What this task involves: Where does the word "stress" occur in the data below? Copy each line that holds it.

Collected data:
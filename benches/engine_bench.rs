//! Benchmarks for the analysis engine

use criterion::{black_box, criterion_group, criterion_main, Criterion};
use tensile_analyzer::math::savgol_filter;
use tensile_analyzer::prelude::*;

fn bench_compute(c: &mut Criterion) {
    let engine = AnalysisEngine::default();
    let mut group = c.benchmark_group("compute");

    for points in [100, 1_000, 10_000] {
        let curve = MaterialProfile::steel().generate_noisy(points, 3.0, 11).unwrap();
        group.bench_function(format!("steel_{}", points), |b| {
            b.iter(|| engine.compute(black_box(curve.strain()), black_box(curve.stress())))
        });
    }

    group.finish();
}

fn bench_savgol(c: &mut Criterion) {
    let curve = MaterialProfile::aluminum().generate_noisy(5_000, 2.0, 3).unwrap();
    c.bench_function("savgol_11_3_5000", |b| {
        b.iter(|| savgol_filter(black_box(curve.stress()), 11, 3))
    });
}

fn bench_render(c: &mut Criterion) {
    let curve = MaterialProfile::copper().generate(500);
    let result = AnalysisEngine::default().compute_curve(&curve);
    let renderer = ChartRenderer::default();
    c.bench_function("render_500", |b| {
        b.iter(|| renderer.render(curve.strain(), curve.stress(), Some(&result), "copper"))
    });
}

criterion_group!(benches, bench_compute, bench_savgol, bench_render);
criterion_main!(benches);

Answer below:
            b.iter(|| engine.compute(black_box(curve.strain()), black_box(curve.stress())))
        b.iter(|| savgol_filter(black_box(curve.stress()), 11, 3))
        b.iter(|| renderer.render(curve.strain(), curve.stress(), Some(&result), "copper"))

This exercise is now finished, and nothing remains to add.